**Work to complete**
Count the lines below with the string "HashSet" in them. Only the number should be given.

START Records for the exercise

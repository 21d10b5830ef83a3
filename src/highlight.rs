use crate::text::to_word_pattern;
use once_cell::sync::Lazy;
use regex::Regex;
use std::collections::HashSet;

pub const MARK_TAG: &str = "mark";
pub const MARK_ATTR: &str = "data-pagegloss";
pub const WORD_ATTR: &str = "data-word";

/// Containers whose text must never be rewritten: form controls, code
/// blocks, and script-bearing elements.
static SKIP_TAGS: Lazy<HashSet<&'static str>> = Lazy::new(|| {
    [
        "script", "style", "noscript", "textarea", "input", "select", "option", "code", "pre",
    ]
    .into_iter()
    .collect()
});

/// A minimal page tree the highlighter rewrites in place. Markers are
/// ordinary elements distinguished by [`MARK_ATTR`].
#[derive(Debug, Clone, PartialEq)]
pub enum PageNode {
    Element(ElementNode),
    Text(String),
}

#[derive(Debug, Clone, PartialEq)]
pub struct ElementNode {
    pub tag: String,
    pub attrs: Vec<(String, String)>,
    pub children: Vec<PageNode>,
}

impl ElementNode {
    pub fn new(tag: impl Into<String>) -> Self {
        Self {
            tag: tag.into().to_lowercase(),
            attrs: Vec::new(),
            children: Vec::new(),
        }
    }

    pub fn attr(&self, name: &str) -> Option<&str> {
        self.attrs
            .iter()
            .find(|(key, _)| key == name)
            .map(|(_, value)| value.as_str())
    }

    fn is_marker(&self) -> bool {
        self.tag == MARK_TAG && self.attr(MARK_ATTR).is_some()
    }

    fn is_skipped(&self) -> bool {
        SKIP_TAGS.contains(self.tag.as_str())
            || self.attr("hidden").is_some()
            || self.attr("style").is_some_and(style_hides)
    }

    /// Concatenated text of this subtree.
    pub fn text_content(&self) -> String {
        let mut out = String::new();
        collect_text(&self.children, &mut out);
        out
    }
}

/// Inline-style check for the two hiding declarations that matter here.
fn style_hides(style: &str) -> bool {
    style.split(';').any(|declaration| {
        let mut parts = declaration.splitn(2, ':');
        let (Some(name), Some(value)) = (parts.next(), parts.next()) else {
            return false;
        };
        let name = name.trim().to_ascii_lowercase();
        let value = value.trim().to_ascii_lowercase();
        (name == "display" && value == "none")
            || (name == "visibility" && value == "hidden")
    })
}

fn collect_text(children: &[PageNode], out: &mut String) {
    for child in children {
        match child {
            PageNode::Text(text) => out.push_str(text),
            PageNode::Element(el) => collect_text(&el.children, out),
        }
    }
}

fn marker(word: &str, matched: &str) -> PageNode {
    PageNode::Element(ElementNode {
        tag: MARK_TAG.to_string(),
        attrs: vec![
            (MARK_ATTR.to_string(), "1".to_string()),
            (WORD_ATTR.to_string(), word.to_lowercase()),
        ],
        children: vec![PageNode::Text(matched.to_string())],
    })
}

/// Wrap every whole-word occurrence of the given words in marker
/// elements. Matching is case-insensitive and word-boundary anchored;
/// overlapping candidates are resolved leftmost-first, earlier pattern
/// winning ties, so nested marks never occur.
pub fn highlight_words(root: &mut ElementNode, words: &[String]) -> usize {
    let patterns: Vec<(String, Regex)> = words
        .iter()
        .filter_map(|w| to_word_pattern(w).map(|re| (w.to_lowercase(), re)))
        .collect();
    if patterns.is_empty() {
        return 0;
    }
    highlight_children(root, &patterns)
}

fn highlight_children(element: &mut ElementNode, patterns: &[(String, Regex)]) -> usize {
    if element.is_skipped() || element.is_marker() {
        return 0;
    }
    let mut marked = 0;
    let mut rebuilt: Vec<PageNode> = Vec::with_capacity(element.children.len());
    for child in element.children.drain(..) {
        match child {
            PageNode::Element(mut el) => {
                marked += highlight_children(&mut el, patterns);
                rebuilt.push(PageNode::Element(el));
            }
            PageNode::Text(text) => {
                let segments = split_matches(&text, patterns);
                marked += segments
                    .iter()
                    .filter(|s| matches!(s, PageNode::Element(_)))
                    .count();
                rebuilt.extend(segments);
            }
        }
    }
    element.children = rebuilt;
    marked
}

/// Split a text run into plain-text and marker segments. Matches from
/// all patterns are gathered first, then reduced to a non-overlapping
/// set by span start.
fn split_matches(text: &str, patterns: &[(String, Regex)]) -> Vec<PageNode> {
    let mut candidates: Vec<(usize, usize, usize)> = Vec::new();
    for (index, (_, re)) in patterns.iter().enumerate() {
        for m in re.find_iter(text) {
            candidates.push((m.start(), m.end(), index));
        }
    }
    if candidates.is_empty() {
        return vec![PageNode::Text(text.to_string())];
    }
    candidates.sort_by(|a, b| a.0.cmp(&b.0).then(a.2.cmp(&b.2)).then(b.1.cmp(&a.1)));

    let mut out = Vec::new();
    let mut cursor = 0usize;
    for (start, end, index) in candidates {
        if start < cursor {
            continue;
        }
        if start > cursor {
            out.push(PageNode::Text(text[cursor..start].to_string()));
        }
        out.push(marker(&patterns[index].0, &text[start..end]));
        cursor = end;
    }
    if cursor < text.len() {
        out.push(PageNode::Text(text[cursor..].to_string()));
    }
    out
}

/// Remove every marker in the subtree, splicing its text back in and
/// merging adjacent text runs so repeated passes leave the tree stable.
pub fn clear_highlights(root: &mut ElementNode) {
    let mut rebuilt: Vec<PageNode> = Vec::with_capacity(root.children.len());
    for child in root.children.drain(..) {
        match child {
            PageNode::Element(el) if el.is_marker() => {
                push_text(&mut rebuilt, &el.text_content());
            }
            PageNode::Element(mut el) => {
                clear_highlights(&mut el);
                rebuilt.push(PageNode::Element(el));
            }
            PageNode::Text(text) => push_text(&mut rebuilt, &text),
        }
    }
    root.children = rebuilt;
}

fn push_text(out: &mut Vec<PageNode>, text: &str) {
    if text.is_empty() {
        return;
    }
    if let Some(PageNode::Text(prev)) = out.last_mut() {
        prev.push_str(text);
    } else {
        out.push(PageNode::Text(text.to_string()));
    }
}

/// Enumerate markers in document order as (word, visible text) pairs.
pub fn collect_marks(root: &ElementNode) -> Vec<(String, String)> {
    let mut out = Vec::new();
    collect_marks_into(root, &mut out);
    out
}

fn collect_marks_into(element: &ElementNode, out: &mut Vec<(String, String)>) {
    for child in &element.children {
        if let PageNode::Element(el) = child {
            if el.is_marker() {
                if let Some(word) = el.attr(WORD_ATTR) {
                    out.push((word.to_string(), el.text_content()));
                }
            } else {
                collect_marks_into(el, out);
            }
        }
    }
}

#[cfg(test)]
mod tests {
    use super::*;

    fn body(children: Vec<PageNode>) -> ElementNode {
        let mut el = ElementNode::new("body");
        el.children = children;
        el
    }

    fn words(list: &[&str]) -> Vec<String> {
        list.iter().map(|w| w.to_string()).collect()
    }

    #[test]
    fn highlights_whole_words_only() {
        let mut root = body(vec![PageNode::Text("I run and he runs.".to_string())]);
        let marked = highlight_words(&mut root, &words(&["run"]));
        assert_eq!(marked, 1);
        let marks = collect_marks(&root);
        assert_eq!(marks, vec![("run".to_string(), "run".to_string())]);
        assert_eq!(root.text_content(), "I run and he runs.");
    }

    #[test]
    fn matching_is_case_insensitive_and_preserves_original_casing() {
        let mut root = body(vec![PageNode::Text("Run, RUN, run!".to_string())]);
        let marked = highlight_words(&mut root, &words(&["run"]));
        assert_eq!(marked, 3);
        let marks = collect_marks(&root);
        assert_eq!(marks[0].1, "Run");
        assert_eq!(marks[1].1, "RUN");
        assert!(marks.iter().all(|(word, _)| word == "run"));
    }

    #[test]
    fn overlapping_words_resolve_leftmost_longest_first() {
        let mut root = body(vec![PageNode::Text("We visited New York today.".to_string())]);
        let marked = highlight_words(&mut root, &words(&["New York", "York"]));
        assert_eq!(marked, 1);
        let marks = collect_marks(&root);
        assert_eq!(marks, vec![("new york".to_string(), "New York".to_string())]);
    }

    #[test]
    fn skip_containers_are_left_untouched() {
        let mut code = ElementNode::new("code");
        code.children = vec![PageNode::Text("run the tests".to_string())];
        let mut root = body(vec![
            PageNode::Element(code),
            PageNode::Text("run outside".to_string()),
        ]);
        let marked = highlight_words(&mut root, &words(&["run"]));
        assert_eq!(marked, 1);
    }

    #[test]
    fn hidden_elements_are_skipped() {
        let mut hidden = ElementNode::new("div");
        hidden.attrs.push(("hidden".to_string(), String::new()));
        hidden.children = vec![PageNode::Text("run away".to_string())];
        let mut root = body(vec![PageNode::Element(hidden)]);
        assert_eq!(highlight_words(&mut root, &words(&["run"])), 0);
    }

    #[test]
    fn style_hidden_elements_are_skipped() {
        for style in [
            "display:none",
            "display: NONE;",
            "color: red; visibility: hidden",
        ] {
            let mut hidden = ElementNode::new("div");
            hidden.attrs.push(("style".to_string(), style.to_string()));
            hidden.children = vec![PageNode::Text("run away".to_string())];
            let mut root = body(vec![PageNode::Element(hidden)]);
            assert_eq!(highlight_words(&mut root, &words(&["run"])), 0, "{style}");
        }

        let mut visible = ElementNode::new("div");
        visible.attrs.push(("style".to_string(), "display:block".to_string()));
        visible.children = vec![PageNode::Text("run away".to_string())];
        let mut root = body(vec![PageNode::Element(visible)]);
        assert_eq!(highlight_words(&mut root, &words(&["run"])), 1);
    }

    #[test]
    fn existing_marks_are_never_nested() {
        let mut root = body(vec![PageNode::Text("run and run".to_string())]);
        highlight_words(&mut root, &words(&["run"]));
        let marked_again = highlight_words(&mut root, &words(&["run"]));
        assert_eq!(marked_again, 0);
        assert_eq!(collect_marks(&root).len(), 2);
    }

    #[test]
    fn clear_restores_merged_text() {
        let original = "I run and he runs.";
        let mut root = body(vec![PageNode::Text(original.to_string())]);
        highlight_words(&mut root, &words(&["run", "runs"]));
        assert_eq!(collect_marks(&root).len(), 2);
        clear_highlights(&mut root);
        assert_eq!(root.children, vec![PageNode::Text(original.to_string())]);
    }

    #[test]
    fn markers_carry_lowercase_word_attribute() {
        let mut root = body(vec![PageNode::Text("Tokyo".to_string())]);
        highlight_words(&mut root, &words(&["Tokyo"]));
        let marks = collect_marks(&root);
        assert_eq!(marks[0].0, "tokyo");
    }
}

END Records for the exercise

**Exercise response**
2